### What is expected
Work out how many lines below contain the word "department", then give that number alone.

### Supplied material
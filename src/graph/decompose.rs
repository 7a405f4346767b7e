//! Path decomposition into (person, relationship, project) triples.

use super::model::{ProjectKey, Triple};
use super::resolve::{resolve_person, resolve_project, resolve_relationship};
use super::{has_field, Direction, RawPath, Record};
use crate::error::{Result, SixDegreesError};

/// Role a node record plays in a segment.
#[derive(Debug, Clone, Copy, PartialEq, Eq)]
enum Role {
    Person,
    Project,
    Unknown,
}

impl Role {
    fn of(record: &Record) -> Role {
        let person = has_field(record, "person_id");
        let project = has_field(record, "movie_id") || has_field(record, "episode_id") || has_field(record, "show_id");
        match (person, project) {
            (true, false) => Role::Person,
            (false, true) => Role::Project,
            _ => Role::Unknown,
        }
    }

    fn describe(&self) -> &'static str {
        match self {
            Role::Person => "person",
            Role::Project => "project",
            Role::Unknown => "unidentifiable node",
        }
    }
}

#[derive(Debug, Clone, Copy, PartialEq, Eq)]
enum NodeKey {
    Person(i64),
    Project(ProjectKey),
}

/// Turn a traversal result into triples, one per segment, in path order.
///
/// Each segment must join exactly one person and one project. The person may
/// sit on either side, but the side must agree with the segment's direction:
/// an `Outgoing` segment starts at the person, an `Incoming` one ends there.
/// The path must start at `first_person_id`, end at `second_person_id`, and
/// every segment must begin where the previous one ended.
pub fn decompose_path(path: &RawPath, first_person_id: i64, second_person_id: i64) -> Result<Vec<Triple>> {
    if path.is_empty() {
        return Err(SixDegreesError::EmptyPath);
    }

    let mut triples = Vec::with_capacity(path.len());
    let mut previous_end: Option<NodeKey> = None;

    for (index, segment) in path.segments.iter().enumerate() {
        let malformed = |reason: String| SixDegreesError::MalformedSegment { index, reason };

        let (person_record, project_record, person_first) = match (Role::of(&segment.start), Role::of(&segment.end)) {
            (Role::Person, Role::Project) => (&segment.start, &segment.end, true),
            (Role::Project, Role::Person) => (&segment.end, &segment.start, false),
            (a, b) => {
                return Err(malformed(format!(
                    "expected one person and one project, found {} and {}",
                    a.describe(),
                    b.describe()
                )))
            }
        };

        let declared_person_first = segment.direction == Direction::Outgoing;
        if person_first != declared_person_first {
            return Err(malformed(format!(
                "{:?} segment has its person at the {}",
                segment.direction,
                if person_first { "start" } else { "end" }
            )));
        }

        let person = resolve_person(person_record)?;
        let relationship = resolve_relationship(&segment.edge)?;
        let project = resolve_project(project_record)?;

        let person_key = NodeKey::Person(person.person_id);
        let project_key = NodeKey::Project(project.key());
        let (start, end) = if person_first {
            (person_key, project_key)
        } else {
            (project_key, person_key)
        };

        match previous_end {
            None if start != NodeKey::Person(first_person_id) => {
                return Err(malformed(format!("path does not start at person {}", first_person_id)));
            }
            Some(prev) if prev != start => {
                return Err(malformed("segment does not continue from the previous node".to_string()));
            }
            _ => {}
        }
        previous_end = Some(end);

        triples.push(Triple {
            person,
            relationship,
            project,
        });
    }

    if previous_end != Some(NodeKey::Person(second_person_id)) {
        return Err(SixDegreesError::MalformedSegment {
            index: path.len() - 1,
            reason: format!("path does not end at person {}", second_person_id),
        });
    }

    log::debug!("Decomposed path into {} triples", triples.len());
    Ok(triples)
}

#[cfg(test)]
mod tests {
    use super::*;
    use crate::graph::model::{Project, Relationship};
    use crate::graph::{Direction, RawSegment};
    use serde_json::{json, Value};

    fn record(value: Value) -> Record {
        match value {
            Value::Object(map) => map,
            _ => panic!("record fixture must be an object"),
        }
    }

    fn person(id: i64) -> Record {
        record(json!({"person_id": id, "name": format!("Person {}", id)}))
    }

    fn movie(id: i64) -> Record {
        record(json!({"movie_id": id, "title": format!("Movie {}", id)}))
    }

    fn episode(id: i64, show: i64) -> Record {
        record(json!({"episode_id": id, "show_id": show}))
    }

    fn cast(id: &str) -> Record {
        record(json!({"credit_id": id, "character": "Self"}))
    }

    fn crew(id: &str) -> Record {
        record(json!({"credit_id": id, "department": "Directing", "job": "Director"}))
    }

    fn out(start: Record, edge: Record, end: Record) -> RawSegment {
        RawSegment { start, edge, end, direction: Direction::Outgoing }
    }

    fn inc(start: Record, edge: Record, end: Record) -> RawSegment {
        RawSegment { start, edge, end, direction: Direction::Incoming }
    }

    /// 1 -[cast]-> movie 10 <-[crew]- 2 -[cast]-> episode 20 <-[cast]- 3
    fn two_hop_path() -> RawPath {
        RawPath {
            segments: vec![
                out(person(1), cast("a"), movie(10)),
                inc(movie(10), crew("b"), person(2)),
                out(person(2), cast("c"), episode(20, 7)),
                inc(episode(20, 7), cast("d"), person(3)),
            ],
        }
    }

    #[test]
    fn test_triple_per_segment_with_normalized_person() {
        let triples = decompose_path(&two_hop_path(), 1, 3).unwrap();
        assert_eq!(triples.len(), 4);
        let people: Vec<i64> = triples.iter().map(|t| t.person.person_id).collect();
        assert_eq!(people, vec![1, 2, 2, 3]);
        assert!(matches!(triples[0].project, Project::Movie(ref m) if m.movie_id == 10));
        assert!(matches!(triples[1].relationship, Relationship::Crew(_)));
        assert!(matches!(triples[3].project, Project::Episode(ref e) if e.episode_id == 20));
        assert_eq!(triples[3].relationship.credit_id(), "d");
    }

    #[test]
    fn test_projects_and_people_chain() {
        let triples = decompose_path(&two_hop_path(), 1, 3).unwrap();
        for pair in triples.chunks(2) {
            assert_eq!(pair[0].project.key(), pair[1].project.key());
        }
        for window in triples[1..].chunks(2).filter(|c| c.len() == 2) {
            assert_eq!(window[0].person.person_id, window[1].person.person_id);
        }
    }

    #[test]
    fn test_empty_path() {
        let err = decompose_path(&RawPath::default(), 1, 1).unwrap_err();
        assert!(matches!(err, SixDegreesError::EmptyPath));
    }

    #[test]
    fn test_two_people_in_one_segment_is_malformed() {
        let path = RawPath {
            segments: vec![out(person(1), cast("a"), person(2))],
        };
        let err = decompose_path(&path, 1, 2).unwrap_err();
        assert!(matches!(err, SixDegreesError::MalformedSegment { index: 0, .. }));
    }

    #[test]
    fn test_two_projects_in_one_segment_is_malformed() {
        let path = RawPath {
            segments: vec![
                out(person(1), cast("a"), movie(10)),
                inc(movie(10), cast("b"), movie(11)),
            ],
        };
        let err = decompose_path(&path, 1, 2).unwrap_err();
        assert!(matches!(err, SixDegreesError::MalformedSegment { index: 1, .. }));
    }

    #[test]
    fn test_wrong_start_person_is_malformed() {
        let err = decompose_path(&two_hop_path(), 2, 3).unwrap_err();
        assert!(matches!(err, SixDegreesError::MalformedSegment { index: 0, .. }));
    }

    #[test]
    fn test_wrong_end_person_is_malformed() {
        let err = decompose_path(&two_hop_path(), 1, 4).unwrap_err();
        assert!(matches!(err, SixDegreesError::MalformedSegment { index: 3, .. }));
    }

    #[test]
    fn test_broken_chain_is_malformed() {
        let path = RawPath {
            segments: vec![
                out(person(1), cast("a"), movie(10)),
                inc(movie(11), cast("b"), person(2)),
            ],
        };
        let err = decompose_path(&path, 1, 2).unwrap_err();
        assert!(matches!(err, SixDegreesError::MalformedSegment { index: 1, .. }));
    }

    #[test]
    fn test_person_side_follows_direction() {
        // Project first on the way in, person first on the way out
        let path = RawPath {
            segments: vec![
                out(person(1), cast("a"), movie(10)),
                inc(movie(10), cast("b"), person(2)),
            ],
        };
        let triples = decompose_path(&path, 1, 2).unwrap();
        assert_eq!(triples[0].person.person_id, 1);
        assert_eq!(triples[1].person.person_id, 2);
        assert_eq!(triples[1].relationship.credit_id(), "b");
    }

    #[test]
    fn test_direction_contradicting_roles_is_malformed() {
        let path = RawPath {
            segments: vec![
                inc(person(1), cast("a"), movie(10)),
                out(movie(10), cast("b"), person(2)),
            ],
        };
        let err = decompose_path(&path, 1, 2).unwrap_err();
        assert!(matches!(err, SixDegreesError::MalformedSegment { index: 0, ref reason } if reason.contains("Incoming")));

        let path = RawPath {
            segments: vec![
                out(person(1), cast("a"), movie(10)),
                out(movie(10), cast("b"), person(2)),
            ],
        };
        let err = decompose_path(&path, 1, 2).unwrap_err();
        assert!(matches!(err, SixDegreesError::MalformedSegment { index: 1, .. }));
    }

    #[test]
    fn test_unresolvable_edge_surfaces() {
        let path = RawPath {
            segments: vec![
                out(person(1), record(json!({"credit_id": "x"})), movie(10)),
                inc(movie(10), cast("b"), person(2)),
            ],
        };
        assert!(matches!(decompose_path(&path, 1, 2), Err(SixDegreesError::UnresolvedType(_))));
    }
}
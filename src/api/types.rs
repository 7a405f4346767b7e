use serde::{Deserialize, Serialize};

use crate::filter::PathFilters;
use crate::graph::Triple;

/// Body of `POST /path`
#[derive(Debug, Clone, Deserialize, Serialize)]
pub struct FindPathRequest {
    pub first_person_id: i64,
    pub second_person_id: i64,
    #[serde(default)]
    pub filters: Option<PathFilters>,
}

/// Successful `POST /path` response. An empty `path` means no connection.
#[derive(Debug, Clone, Serialize, Deserialize)]
pub struct FindPathResponse {
    pub request_id: String,
    pub path: Vec<Triple>,
}

/// Error body for every non-2xx response
#[derive(Debug, Clone, Serialize, Deserialize)]
pub struct ErrorBody {
    pub error: String,
    pub kind: String,
    #[serde(skip_serializing_if = "Option::is_none")]
    pub request_id: Option<String>,
}
//! SQLite-backed graph executor.
//!
//! Shortest paths are found with a level-by-level BFS over the bipartite
//! person ↔ project graph. Category predicates are rendered into the
//! neighbour queries as SQL over schema-table column names with `?`
//! placeholders; every operand is a bound parameter. The rendered SQL selects
//! exactly the rows [`Predicate::evaluate`] admits.
//!
//! The BFS runs on a blocking thread and checks the request deadline before
//! every expansion, so a traversal the caller has given up on releases its
//! connection instead of running to completion.

use async_trait::async_trait;
use rusqlite::types::{Value as SqlValue, ValueRef};
use rusqlite::{params_from_iter, Connection, OptionalExtension, Row};
use serde_json::{Number, Value};
use std::cell::Cell;
use std::collections::{HashMap, HashSet};

use super::executor::{GraphExecutor, LookupKey};
use super::model::ProjectKey;
use super::{Direction, RawPath, RawSegment, Record};
use crate::db::Db;
use crate::error::{Result, SixDegreesError};
use crate::filter::{FieldType, Operand, Predicate, DATE_FORMAT};
use crate::query::TraversalRequest;

/// Graph executor over the SQLite schema in `migrations/`.
#[derive(Debug, Clone)]
pub struct SqliteGraph {
    db: Db,
}

impl SqliteGraph {
    pub fn new(db: Db) -> Self {
        Self { db }
    }

    pub fn db(&self) -> &Db {
        &self.db
    }
}

#[async_trait]
impl GraphExecutor for SqliteGraph {
    async fn execute_traversal(&self, request: &TraversalRequest) -> Result<Option<RawPath>> {
        let request = request.clone();
        self.db
            .with_connection(move |conn| shortest_path(conn, &request))
            .await
            .map_err(|e| match e {
                SixDegreesError::TraversalFailed(_) => e,
                other => SixDegreesError::TraversalFailed(other.to_string()),
            })
    }

    async fn execute_lookup(&self, key: &LookupKey) -> Result<Option<Record>> {
        let key = *key;
        self.db
            .with_connection(move |conn| match key {
                LookupKey::Show(tv_id) => fetch_record(conn, "SELECT * FROM shows WHERE tv_id = ?", tv_id),
            })
            .await
            .map_err(|e| SixDegreesError::LookupFailed(e.to_string()))
    }
}

/// Render a predicate against a table alias, appending bound operands to
/// `params` in placeholder order.
pub fn render_predicate(predicate: &Predicate, alias: &str, params: &mut Vec<SqlValue>) -> String {
    match predicate {
        Predicate::Always => "1".to_string(),
        Predicate::Compare { field, ty, op, value } => {
            let column = column(alias, field, *ty);
            let placeholder = bind(value, *ty, params);
            format!("{} {} {}", column, op.symbol(), placeholder)
        }
        Predicate::Between { field, ty, low, high } => {
            let column = column(alias, field, *ty);
            let low = bind(low, *ty, params);
            let high = bind(high, *ty, params);
            format!("{} BETWEEN {} AND {}", column, low, high)
        }
        Predicate::OneOf { field, values } => {
            if values.is_empty() {
                return "0".to_string();
            }
            let placeholders: Vec<&str> = values.iter().map(|v| bind(v, FieldType::Int, params)).collect();
            format!("{}.{} IN ({})", alias, field, placeholders.join(", "))
        }
        Predicate::And(parts) => join(parts, " AND ", "1", alias, params),
        Predicate::Or(parts) => join(parts, " OR ", "0", alias, params),
    }
}

fn join(parts: &[Predicate], sep: &str, empty: &str, alias: &str, params: &mut Vec<SqlValue>) -> String {
    if parts.is_empty() {
        return empty.to_string();
    }
    let rendered: Vec<String> = parts
        .iter()
        .map(|p| format!("({})", render_predicate(p, alias, params)))
        .collect();
    rendered.join(sep)
}

fn column(alias: &str, field: &str, ty: FieldType) -> String {
    match ty {
        FieldType::Date => format!("date({}.{})", alias, field),
        _ => format!("{}.{}", alias, field),
    }
}

fn bind(value: &Operand, ty: FieldType, params: &mut Vec<SqlValue>) -> &'static str {
    params.push(match value {
        Operand::Int(v) => SqlValue::Integer(*v),
        Operand::Float(v) => SqlValue::Real(*v),
        Operand::Date(d) => SqlValue::Text(d.format(DATE_FORMAT).to_string()),
        Operand::Text(s) => SqlValue::Text(s.clone()),
    });
    match ty {
        FieldType::Date => "date(?)",
        _ => "?",
    }
}

/// Neighbour queries for one traversal, with their predicate parameters.
struct NeighbourQueries {
    projects_of_person: String,
    project_params: Vec<SqlValue>,
    people_of_movie: String,
    people_of_episode: String,
    person_params: Vec<SqlValue>,
    /// People whose credits have been fetched so far.
    expanded: Cell<usize>,
}

impl NeighbourQueries {
    fn new(request: &TraversalRequest) -> Self {
        let mut project_params = Vec::new();
        let movie = render_predicate(&request.movie, "m", &mut project_params);
        let episode = render_predicate(&request.episode, "e", &mut project_params);
        let projects_of_person = format!(
            "SELECT c.credit_id, c.movie_id, c.episode_id FROM credits c \
             LEFT JOIN movies m ON m.movie_id = c.movie_id \
             LEFT JOIN episodes e ON e.episode_id = c.episode_id \
             WHERE c.person_id = ? \
               AND ((m.movie_id IS NOT NULL AND ({})) OR (e.episode_id IS NOT NULL AND ({}))) \
             ORDER BY c.credit_id",
            movie, episode
        );

        let mut person_params = Vec::new();
        let person = render_predicate(&request.person, "p", &mut person_params);
        let people_of = |project_column: &str| {
            format!(
                "SELECT c.credit_id, c.person_id FROM credits c \
                 JOIN persons p ON p.person_id = c.person_id \
                 WHERE c.{} = ? AND ({}) \
                 ORDER BY c.credit_id",
                project_column, person
            )
        };

        Self {
            people_of_movie: people_of("movie_id"),
            people_of_episode: people_of("episode_id"),
            projects_of_person,
            project_params,
            person_params,
            expanded: Cell::new(0),
        }
    }

    fn projects_of(&self, conn: &Connection, person_id: i64) -> Result<Vec<(String, ProjectKey)>> {
        self.expanded.set(self.expanded.get() + 1);
        let mut stmt = conn.prepare_cached(&self.projects_of_person)?;
        let params = std::iter::once(SqlValue::Integer(person_id)).chain(self.project_params.iter().cloned());
        let rows = stmt.query_map(params_from_iter(params), |row| {
            let credit_id: String = row.get(0)?;
            let movie_id: Option<i64> = row.get(1)?;
            let episode_id: Option<i64> = row.get(2)?;
            Ok((credit_id, movie_id, episode_id))
        })?;

        let mut out = Vec::new();
        for row in rows {
            let (credit_id, movie_id, episode_id) = row?;
            let key = match (movie_id, episode_id) {
                (Some(id), _) => ProjectKey::Movie(id),
                (None, Some(id)) => ProjectKey::Episode(id),
                (None, None) => continue,
            };
            out.push((credit_id, key));
        }
        Ok(out)
    }

    fn people_of(&self, conn: &Connection, project: ProjectKey) -> Result<Vec<(String, i64)>> {
        let (sql, id) = match project {
            ProjectKey::Movie(id) => (&self.people_of_movie, id),
            ProjectKey::Episode(id) => (&self.people_of_episode, id),
        };
        let mut stmt = conn.prepare_cached(sql)?;
        let params = std::iter::once(SqlValue::Integer(id)).chain(self.person_params.iter().cloned());
        let rows = stmt.query_map(params_from_iter(params), |row| {
            Ok((row.get::<_, String>(0)?, row.get::<_, i64>(1)?))
        })?;
        rows.collect::<std::result::Result<Vec<_>, rusqlite::Error>>()
            .map_err(SixDegreesError::Database)
    }
}

/// How BFS reached a person: from whom, through which project and credits.
#[derive(Debug, Clone)]
struct Hop {
    from: i64,
    project: ProjectKey,
    credit_in: String,
    credit_out: String,
}

fn person_exists(conn: &Connection, person_id: i64) -> Result<bool> {
    let mut stmt = conn.prepare_cached("SELECT 1 FROM persons WHERE person_id = ?")?;
    Ok(stmt.exists([person_id])?)
}

fn check_deadline(request: &TraversalRequest, depth: usize) -> Result<()> {
    if request.deadline_passed() {
        log::warn!("[{}] traversal abandoned at depth {}: deadline passed", request.request_id, depth);
        return Err(SixDegreesError::TraversalFailed(format!(
            "traversal deadline passed at depth {}",
            depth
        )));
    }
    Ok(())
}

/// BFS from `request.source` to `request.target`, one project hop per level.
pub(crate) fn shortest_path(conn: &Connection, request: &TraversalRequest) -> Result<Option<RawPath>> {
    if !person_exists(conn, request.source)? || !person_exists(conn, request.target)? {
        log::debug!(
            "[{}] endpoint {} or {} not in graph",
            request.request_id,
            request.source,
            request.target
        );
        return Ok(None);
    }
    if request.source == request.target {
        return Ok(Some(RawPath::default()));
    }

    let queries = NeighbourQueries::new(request);
    let result = search(conn, request, &queries);
    log::debug!("[{}] expanded {} people", request.request_id, queries.expanded.get());
    result
}

fn search(conn: &Connection, request: &TraversalRequest, queries: &NeighbourQueries) -> Result<Option<RawPath>> {
    let mut reached: HashMap<i64, Hop> = HashMap::new();
    let mut seen_projects: HashSet<ProjectKey> = HashSet::new();
    let mut frontier = vec![request.source];

    for depth in 1..=request.max_depth {
        let mut next = Vec::new();
        for &person in &frontier {
            check_deadline(request, depth)?;
            for (credit_in, project) in queries.projects_of(conn, person)? {
                if !seen_projects.insert(project) {
                    continue;
                }
                check_deadline(request, depth)?;
                for (credit_out, other) in queries.people_of(conn, project)? {
                    if other == request.source || reached.contains_key(&other) {
                        continue;
                    }
                    reached.insert(
                        other,
                        Hop {
                            from: person,
                            project,
                            credit_in: credit_in.clone(),
                            credit_out,
                        },
                    );
                    if other == request.target {
                        log::debug!("[{}] reached person {} at depth {}", request.request_id, other, depth);
                        return materialize(conn, request, &reached).map(Some);
                    }
                    next.push(other);
                }
            }
        }
        if next.is_empty() {
            break;
        }
        frontier = next;
    }

    Ok(None)
}

/// Walk hops back from the target and load every record on the path.
fn materialize(conn: &Connection, request: &TraversalRequest, reached: &HashMap<i64, Hop>) -> Result<RawPath> {
    let mut hops = Vec::new();
    let mut cursor = request.target;
    while cursor != request.source {
        let hop = reached.get(&cursor).ok_or_else(|| {
            SixDegreesError::TraversalFailed(format!("no predecessor recorded for person {}", cursor))
        })?;
        hops.push((hop, cursor));
        cursor = hop.from;
    }
    hops.reverse();

    let mut segments = Vec::with_capacity(hops.len() * 2);
    for (hop, to) in hops {
        let from_person = required(person_record(conn, hop.from)?, "person", hop.from)?;
        let to_person = required(person_record(conn, to)?, "person", to)?;
        let project = project_record(conn, hop.project)?;
        let credit_in = credit_record(conn, &hop.credit_in)?;
        let credit_out = credit_record(conn, &hop.credit_out)?;

        segments.push(RawSegment {
            start: from_person,
            edge: credit_in,
            end: project.clone(),
            direction: Direction::Outgoing,
        });
        segments.push(RawSegment {
            start: project,
            edge: credit_out,
            end: to_person,
            direction: Direction::Incoming,
        });
    }

    Ok(RawPath { segments })
}

fn required(record: Option<Record>, what: &str, id: i64) -> Result<Record> {
    record.ok_or_else(|| SixDegreesError::TraversalFailed(format!("{} {} vanished during traversal", what, id)))
}

fn person_record(conn: &Connection, person_id: i64) -> Result<Option<Record>> {
    fetch_record(conn, "SELECT * FROM persons WHERE person_id = ?", person_id)
}

fn project_record(conn: &Connection, project: ProjectKey) -> Result<Record> {
    let (sql, what, id) = match project {
        ProjectKey::Movie(id) => ("SELECT * FROM movies WHERE movie_id = ?", "movie", id),
        ProjectKey::Episode(id) => ("SELECT * FROM episodes WHERE episode_id = ?", "episode", id),
    };
    required(fetch_record(conn, sql, id)?, what, id)
}

fn credit_record(conn: &Connection, credit_id: &str) -> Result<Record> {
    let mut stmt = conn.prepare_cached(
        "SELECT credit_id, character, department, job FROM credits WHERE credit_id = ?",
    )?;
    stmt.query_row([credit_id], row_to_record)
        .optional()?
        .ok_or_else(|| SixDegreesError::TraversalFailed(format!("credit {} vanished during traversal", credit_id)))
}

fn fetch_record(conn: &Connection, sql: &str, id: i64) -> Result<Option<Record>> {
    let mut stmt = conn.prepare_cached(sql)?;
    Ok(stmt.query_row([id], row_to_record).optional()?)
}

/// Convert a row into a record, omitting NULL columns so presence checks
/// see only populated fields.
fn row_to_record(row: &Row<'_>) -> rusqlite::Result<Record> {
    let mut record = Record::new();
    let stmt = row.as_ref();
    for idx in 0..stmt.column_count() {
        let name = stmt.column_name(idx)?.to_string();
        let value = match row.get_ref(idx)? {
            ValueRef::Null | ValueRef::Blob(_) => continue,
            ValueRef::Integer(i) => Value::from(i),
            ValueRef::Real(f) => match Number::from_f64(f) {
                Some(n) => Value::Number(n),
                None => continue,
            },
            ValueRef::Text(t) => Value::String(String::from_utf8_lossy(t).into_owned()),
        };
        record.insert(name, value);
    }
    Ok(record)
}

### Task answer
2